Dataset entries
----------

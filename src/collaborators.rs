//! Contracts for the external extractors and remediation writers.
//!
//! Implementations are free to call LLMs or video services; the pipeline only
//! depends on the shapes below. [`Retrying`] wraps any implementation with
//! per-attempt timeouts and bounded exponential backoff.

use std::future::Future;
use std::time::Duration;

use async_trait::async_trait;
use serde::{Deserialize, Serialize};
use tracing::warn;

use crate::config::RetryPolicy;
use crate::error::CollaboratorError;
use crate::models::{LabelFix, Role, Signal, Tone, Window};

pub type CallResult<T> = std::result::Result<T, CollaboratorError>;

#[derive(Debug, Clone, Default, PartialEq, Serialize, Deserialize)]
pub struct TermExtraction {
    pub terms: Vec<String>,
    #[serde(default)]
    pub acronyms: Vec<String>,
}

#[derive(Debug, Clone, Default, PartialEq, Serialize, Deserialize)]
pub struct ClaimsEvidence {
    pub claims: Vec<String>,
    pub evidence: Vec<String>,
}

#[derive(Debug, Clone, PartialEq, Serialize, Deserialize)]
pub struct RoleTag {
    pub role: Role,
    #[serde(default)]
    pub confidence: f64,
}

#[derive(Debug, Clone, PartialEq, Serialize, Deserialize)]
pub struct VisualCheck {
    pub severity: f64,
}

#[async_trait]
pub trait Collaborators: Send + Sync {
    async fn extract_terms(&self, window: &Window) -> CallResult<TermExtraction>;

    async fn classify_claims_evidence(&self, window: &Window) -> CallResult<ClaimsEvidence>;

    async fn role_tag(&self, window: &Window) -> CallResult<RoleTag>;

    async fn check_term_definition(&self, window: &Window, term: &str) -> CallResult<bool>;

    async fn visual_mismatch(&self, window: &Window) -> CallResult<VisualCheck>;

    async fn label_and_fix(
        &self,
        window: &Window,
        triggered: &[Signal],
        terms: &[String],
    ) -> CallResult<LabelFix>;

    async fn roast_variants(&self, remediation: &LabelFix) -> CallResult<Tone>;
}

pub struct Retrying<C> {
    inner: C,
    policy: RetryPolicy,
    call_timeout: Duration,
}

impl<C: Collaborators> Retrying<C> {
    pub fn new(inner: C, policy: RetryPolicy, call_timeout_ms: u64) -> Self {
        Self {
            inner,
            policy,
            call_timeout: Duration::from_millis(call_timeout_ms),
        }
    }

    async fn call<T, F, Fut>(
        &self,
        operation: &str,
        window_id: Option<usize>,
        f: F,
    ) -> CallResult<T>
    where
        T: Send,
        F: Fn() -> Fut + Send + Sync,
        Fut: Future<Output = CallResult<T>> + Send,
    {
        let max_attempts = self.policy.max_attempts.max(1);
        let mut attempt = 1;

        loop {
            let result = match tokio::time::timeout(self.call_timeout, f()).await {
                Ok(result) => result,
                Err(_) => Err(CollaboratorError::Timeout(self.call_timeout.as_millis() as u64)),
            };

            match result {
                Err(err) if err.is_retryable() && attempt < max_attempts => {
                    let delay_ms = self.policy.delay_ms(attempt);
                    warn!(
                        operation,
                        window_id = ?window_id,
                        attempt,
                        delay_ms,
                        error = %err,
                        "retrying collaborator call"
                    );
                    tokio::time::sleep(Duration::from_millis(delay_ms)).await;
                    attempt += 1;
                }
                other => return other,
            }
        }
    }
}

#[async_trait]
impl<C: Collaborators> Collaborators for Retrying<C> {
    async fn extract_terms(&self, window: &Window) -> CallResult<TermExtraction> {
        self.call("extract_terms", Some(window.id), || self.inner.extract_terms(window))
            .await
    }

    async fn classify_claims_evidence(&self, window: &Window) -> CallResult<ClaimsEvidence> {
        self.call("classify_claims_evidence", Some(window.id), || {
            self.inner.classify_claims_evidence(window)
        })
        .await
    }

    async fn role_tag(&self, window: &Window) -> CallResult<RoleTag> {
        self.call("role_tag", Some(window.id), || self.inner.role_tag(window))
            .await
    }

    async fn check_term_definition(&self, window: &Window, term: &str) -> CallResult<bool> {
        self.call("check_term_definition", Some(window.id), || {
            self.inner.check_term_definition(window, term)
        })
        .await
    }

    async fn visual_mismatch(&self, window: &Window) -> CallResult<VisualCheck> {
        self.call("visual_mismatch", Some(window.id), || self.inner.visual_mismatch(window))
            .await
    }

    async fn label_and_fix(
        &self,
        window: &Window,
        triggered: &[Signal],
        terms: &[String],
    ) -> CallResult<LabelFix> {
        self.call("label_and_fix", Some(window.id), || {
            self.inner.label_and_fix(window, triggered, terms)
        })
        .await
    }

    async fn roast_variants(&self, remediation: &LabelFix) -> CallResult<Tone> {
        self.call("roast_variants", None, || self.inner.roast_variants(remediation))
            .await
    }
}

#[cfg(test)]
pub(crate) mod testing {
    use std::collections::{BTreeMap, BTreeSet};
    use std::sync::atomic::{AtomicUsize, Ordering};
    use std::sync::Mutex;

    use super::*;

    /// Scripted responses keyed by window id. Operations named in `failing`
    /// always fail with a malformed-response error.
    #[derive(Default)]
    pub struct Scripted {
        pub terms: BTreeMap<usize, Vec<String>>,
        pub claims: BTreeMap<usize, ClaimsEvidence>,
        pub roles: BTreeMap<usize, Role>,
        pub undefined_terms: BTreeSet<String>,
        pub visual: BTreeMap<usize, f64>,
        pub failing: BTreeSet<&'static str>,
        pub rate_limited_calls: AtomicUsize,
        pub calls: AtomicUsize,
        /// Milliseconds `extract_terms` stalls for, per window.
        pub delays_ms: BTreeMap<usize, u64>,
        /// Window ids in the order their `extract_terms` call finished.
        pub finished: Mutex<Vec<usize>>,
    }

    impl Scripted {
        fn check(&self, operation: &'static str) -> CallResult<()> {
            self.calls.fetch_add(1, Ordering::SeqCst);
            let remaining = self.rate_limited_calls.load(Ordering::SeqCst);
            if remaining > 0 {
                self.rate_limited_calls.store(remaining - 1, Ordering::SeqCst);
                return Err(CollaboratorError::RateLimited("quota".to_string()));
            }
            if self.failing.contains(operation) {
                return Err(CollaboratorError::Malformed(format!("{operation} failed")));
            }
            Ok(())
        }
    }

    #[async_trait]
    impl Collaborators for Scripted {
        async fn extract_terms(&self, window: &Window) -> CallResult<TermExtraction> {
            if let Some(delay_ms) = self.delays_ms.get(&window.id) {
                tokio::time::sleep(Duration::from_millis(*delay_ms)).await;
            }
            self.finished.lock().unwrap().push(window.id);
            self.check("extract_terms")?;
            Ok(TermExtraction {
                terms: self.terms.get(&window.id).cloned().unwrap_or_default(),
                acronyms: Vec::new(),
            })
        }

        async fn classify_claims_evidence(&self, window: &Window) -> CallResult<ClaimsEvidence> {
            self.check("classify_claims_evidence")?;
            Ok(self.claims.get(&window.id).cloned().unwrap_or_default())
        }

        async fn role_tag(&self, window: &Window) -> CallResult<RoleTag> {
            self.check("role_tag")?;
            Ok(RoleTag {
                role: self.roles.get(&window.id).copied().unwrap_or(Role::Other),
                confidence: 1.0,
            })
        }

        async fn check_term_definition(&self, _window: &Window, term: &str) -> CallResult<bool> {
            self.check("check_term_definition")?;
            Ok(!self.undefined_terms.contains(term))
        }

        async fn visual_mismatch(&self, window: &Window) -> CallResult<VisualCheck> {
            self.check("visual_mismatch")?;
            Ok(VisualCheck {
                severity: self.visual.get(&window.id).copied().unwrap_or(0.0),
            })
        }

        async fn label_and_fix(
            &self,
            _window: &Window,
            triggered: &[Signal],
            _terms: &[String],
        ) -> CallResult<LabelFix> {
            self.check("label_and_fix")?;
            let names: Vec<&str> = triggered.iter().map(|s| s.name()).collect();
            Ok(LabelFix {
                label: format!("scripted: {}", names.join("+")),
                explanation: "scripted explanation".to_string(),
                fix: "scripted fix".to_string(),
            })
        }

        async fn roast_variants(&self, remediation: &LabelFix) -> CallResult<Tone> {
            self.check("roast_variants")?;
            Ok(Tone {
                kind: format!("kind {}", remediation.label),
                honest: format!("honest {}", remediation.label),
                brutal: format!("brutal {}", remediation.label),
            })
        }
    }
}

----------

* **Exercise details**
Read the entries and select each line where the word "contains" is found.

* **Task output**
            if self.failing.contains(operation) {
            Ok(!self.undefined_terms.contains(term))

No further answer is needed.